::: Data

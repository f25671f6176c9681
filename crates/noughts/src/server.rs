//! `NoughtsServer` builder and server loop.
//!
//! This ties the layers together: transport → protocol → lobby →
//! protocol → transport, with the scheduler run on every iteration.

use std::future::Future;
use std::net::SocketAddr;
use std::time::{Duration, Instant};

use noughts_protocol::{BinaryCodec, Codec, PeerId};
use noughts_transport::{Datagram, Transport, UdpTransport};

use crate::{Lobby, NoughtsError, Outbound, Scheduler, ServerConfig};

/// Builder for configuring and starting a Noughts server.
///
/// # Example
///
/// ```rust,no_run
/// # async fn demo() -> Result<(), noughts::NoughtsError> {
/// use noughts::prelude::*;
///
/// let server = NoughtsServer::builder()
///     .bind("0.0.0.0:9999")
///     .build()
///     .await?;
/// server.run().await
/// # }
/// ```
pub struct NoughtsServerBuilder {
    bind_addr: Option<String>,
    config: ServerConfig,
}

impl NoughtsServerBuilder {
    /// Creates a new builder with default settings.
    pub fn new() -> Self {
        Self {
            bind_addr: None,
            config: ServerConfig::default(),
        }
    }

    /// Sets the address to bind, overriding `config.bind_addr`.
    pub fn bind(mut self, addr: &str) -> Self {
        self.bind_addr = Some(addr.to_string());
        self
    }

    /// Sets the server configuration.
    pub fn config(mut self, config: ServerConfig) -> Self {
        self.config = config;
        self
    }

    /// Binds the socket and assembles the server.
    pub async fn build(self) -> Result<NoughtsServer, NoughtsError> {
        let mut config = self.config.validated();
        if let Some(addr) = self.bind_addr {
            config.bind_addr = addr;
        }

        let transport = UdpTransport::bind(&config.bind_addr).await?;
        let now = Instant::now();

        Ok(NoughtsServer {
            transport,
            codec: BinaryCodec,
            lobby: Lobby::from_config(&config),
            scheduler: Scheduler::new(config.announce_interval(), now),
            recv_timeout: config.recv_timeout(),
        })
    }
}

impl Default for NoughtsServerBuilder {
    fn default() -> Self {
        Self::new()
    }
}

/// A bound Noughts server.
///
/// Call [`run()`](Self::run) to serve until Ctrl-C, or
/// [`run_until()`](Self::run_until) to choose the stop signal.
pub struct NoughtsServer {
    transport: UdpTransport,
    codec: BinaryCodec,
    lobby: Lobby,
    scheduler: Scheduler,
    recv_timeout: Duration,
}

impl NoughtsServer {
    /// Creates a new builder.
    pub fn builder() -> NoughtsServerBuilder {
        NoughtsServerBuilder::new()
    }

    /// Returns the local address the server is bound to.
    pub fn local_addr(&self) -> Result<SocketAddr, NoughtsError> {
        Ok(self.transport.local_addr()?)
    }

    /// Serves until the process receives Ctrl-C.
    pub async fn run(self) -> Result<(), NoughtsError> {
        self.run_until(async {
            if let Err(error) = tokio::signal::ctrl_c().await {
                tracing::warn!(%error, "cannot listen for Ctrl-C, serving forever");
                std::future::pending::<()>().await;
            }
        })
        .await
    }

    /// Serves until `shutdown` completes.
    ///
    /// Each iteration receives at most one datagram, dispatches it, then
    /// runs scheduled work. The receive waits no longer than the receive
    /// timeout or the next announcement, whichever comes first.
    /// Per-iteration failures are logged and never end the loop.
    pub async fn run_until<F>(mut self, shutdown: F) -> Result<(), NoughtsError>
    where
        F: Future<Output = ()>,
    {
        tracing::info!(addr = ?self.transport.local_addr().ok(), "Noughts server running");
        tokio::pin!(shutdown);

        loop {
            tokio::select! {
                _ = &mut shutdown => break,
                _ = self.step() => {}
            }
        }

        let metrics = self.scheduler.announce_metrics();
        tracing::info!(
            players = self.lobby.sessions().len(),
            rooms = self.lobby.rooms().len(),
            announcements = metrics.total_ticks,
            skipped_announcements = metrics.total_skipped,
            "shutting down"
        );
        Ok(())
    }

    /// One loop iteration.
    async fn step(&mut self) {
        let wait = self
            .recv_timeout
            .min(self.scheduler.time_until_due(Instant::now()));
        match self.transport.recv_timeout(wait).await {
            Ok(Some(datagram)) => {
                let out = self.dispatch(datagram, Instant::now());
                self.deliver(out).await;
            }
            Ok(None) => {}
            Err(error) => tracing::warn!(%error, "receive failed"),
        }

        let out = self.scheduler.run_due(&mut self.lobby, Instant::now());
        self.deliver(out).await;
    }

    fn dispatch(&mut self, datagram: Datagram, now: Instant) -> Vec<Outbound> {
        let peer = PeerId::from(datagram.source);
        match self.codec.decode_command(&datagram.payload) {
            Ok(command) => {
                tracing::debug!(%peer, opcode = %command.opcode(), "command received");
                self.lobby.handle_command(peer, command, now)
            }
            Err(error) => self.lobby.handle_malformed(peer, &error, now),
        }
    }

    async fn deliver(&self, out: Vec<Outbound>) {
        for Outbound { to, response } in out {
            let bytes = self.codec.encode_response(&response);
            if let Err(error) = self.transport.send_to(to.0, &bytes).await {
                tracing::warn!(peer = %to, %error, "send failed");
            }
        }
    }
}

::::::
::: Data

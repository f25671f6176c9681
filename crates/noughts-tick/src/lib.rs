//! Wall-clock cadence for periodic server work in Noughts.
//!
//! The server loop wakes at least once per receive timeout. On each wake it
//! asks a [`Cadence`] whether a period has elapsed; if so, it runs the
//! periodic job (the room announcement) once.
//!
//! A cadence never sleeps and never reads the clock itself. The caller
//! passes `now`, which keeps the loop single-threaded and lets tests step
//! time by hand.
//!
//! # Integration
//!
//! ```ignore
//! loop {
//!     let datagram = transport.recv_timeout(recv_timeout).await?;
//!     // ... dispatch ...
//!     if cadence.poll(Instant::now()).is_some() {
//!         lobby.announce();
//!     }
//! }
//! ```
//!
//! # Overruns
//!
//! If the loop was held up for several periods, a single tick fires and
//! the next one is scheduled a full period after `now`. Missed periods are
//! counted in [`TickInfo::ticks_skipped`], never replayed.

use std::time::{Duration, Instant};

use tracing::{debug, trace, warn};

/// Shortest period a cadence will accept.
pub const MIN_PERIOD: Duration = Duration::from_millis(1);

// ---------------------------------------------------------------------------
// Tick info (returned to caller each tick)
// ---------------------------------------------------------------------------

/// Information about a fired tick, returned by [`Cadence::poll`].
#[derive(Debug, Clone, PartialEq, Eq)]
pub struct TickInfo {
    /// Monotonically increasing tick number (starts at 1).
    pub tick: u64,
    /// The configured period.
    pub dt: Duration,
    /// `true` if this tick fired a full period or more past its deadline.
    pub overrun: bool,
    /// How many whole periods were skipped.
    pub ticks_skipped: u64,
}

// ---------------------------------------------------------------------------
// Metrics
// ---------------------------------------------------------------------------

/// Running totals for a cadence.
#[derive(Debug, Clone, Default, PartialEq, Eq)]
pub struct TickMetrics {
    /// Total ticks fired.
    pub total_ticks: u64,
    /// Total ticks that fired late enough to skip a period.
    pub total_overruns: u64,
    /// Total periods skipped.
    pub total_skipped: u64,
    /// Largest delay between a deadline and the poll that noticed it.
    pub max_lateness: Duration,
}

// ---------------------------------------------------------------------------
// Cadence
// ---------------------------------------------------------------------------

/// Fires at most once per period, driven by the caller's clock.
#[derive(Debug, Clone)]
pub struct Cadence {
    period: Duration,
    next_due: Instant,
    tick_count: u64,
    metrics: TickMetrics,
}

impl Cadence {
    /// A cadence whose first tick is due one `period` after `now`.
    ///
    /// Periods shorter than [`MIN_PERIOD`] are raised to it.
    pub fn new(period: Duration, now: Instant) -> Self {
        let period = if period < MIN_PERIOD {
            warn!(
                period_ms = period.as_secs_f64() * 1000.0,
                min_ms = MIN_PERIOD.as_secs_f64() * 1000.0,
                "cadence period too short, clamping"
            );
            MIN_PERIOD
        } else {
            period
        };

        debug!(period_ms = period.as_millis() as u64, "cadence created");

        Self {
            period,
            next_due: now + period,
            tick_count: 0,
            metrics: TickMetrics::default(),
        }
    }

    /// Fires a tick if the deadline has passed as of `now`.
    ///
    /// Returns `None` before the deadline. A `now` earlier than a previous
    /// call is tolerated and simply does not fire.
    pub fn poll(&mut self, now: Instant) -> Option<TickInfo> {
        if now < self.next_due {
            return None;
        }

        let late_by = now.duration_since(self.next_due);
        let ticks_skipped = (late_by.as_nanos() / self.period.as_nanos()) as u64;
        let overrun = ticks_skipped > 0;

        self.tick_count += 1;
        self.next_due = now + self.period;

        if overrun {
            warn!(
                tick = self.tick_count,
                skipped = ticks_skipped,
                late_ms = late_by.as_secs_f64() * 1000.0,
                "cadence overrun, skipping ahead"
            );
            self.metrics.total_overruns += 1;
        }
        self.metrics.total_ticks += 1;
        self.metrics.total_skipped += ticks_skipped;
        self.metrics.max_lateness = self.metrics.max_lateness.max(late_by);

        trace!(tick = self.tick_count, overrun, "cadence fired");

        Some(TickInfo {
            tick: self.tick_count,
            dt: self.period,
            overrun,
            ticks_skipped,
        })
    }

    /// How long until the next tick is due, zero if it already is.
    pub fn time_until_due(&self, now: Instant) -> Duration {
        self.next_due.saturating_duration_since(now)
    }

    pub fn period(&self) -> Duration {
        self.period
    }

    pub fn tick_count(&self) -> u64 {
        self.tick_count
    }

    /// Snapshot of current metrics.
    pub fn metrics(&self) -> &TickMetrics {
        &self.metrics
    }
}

::::::

_Assigned task:_ Out of the listing above, reproduce exactly the lines from the one with "until Ctrl-C, or" up to and including the one with "whichever comes first.".

_Result of this task:_
/// Call [`run()`](Self::run) to serve until Ctrl-C, or
/// [`run_until()`](Self::run_until) to choose the stop signal.
pub struct NoughtsServer {
    transport: UdpTransport,
    codec: BinaryCodec,
    lobby: Lobby,
    scheduler: Scheduler,
    recv_timeout: Duration,
}

impl NoughtsServer {
    /// Creates a new builder.
    pub fn builder() -> NoughtsServerBuilder {
        NoughtsServerBuilder::new()
    }

    /// Returns the local address the server is bound to.
    pub fn local_addr(&self) -> Result<SocketAddr, NoughtsError> {
        Ok(self.transport.local_addr()?)
    }

    /// Serves until the process receives Ctrl-C.
    pub async fn run(self) -> Result<(), NoughtsError> {
        self.run_until(async {
            if let Err(error) = tokio::signal::ctrl_c().await {
                tracing::warn!(%error, "cannot listen for Ctrl-C, serving forever");
                std::future::pending::<()>().await;
            }
        })
        .await
    }

    /// Serves until `shutdown` completes.
    ///
    /// Each iteration receives at most one datagram, dispatches it, then
    /// runs scheduled work. The receive waits no longer than the receive
    /// timeout or the next announcement, whichever comes first.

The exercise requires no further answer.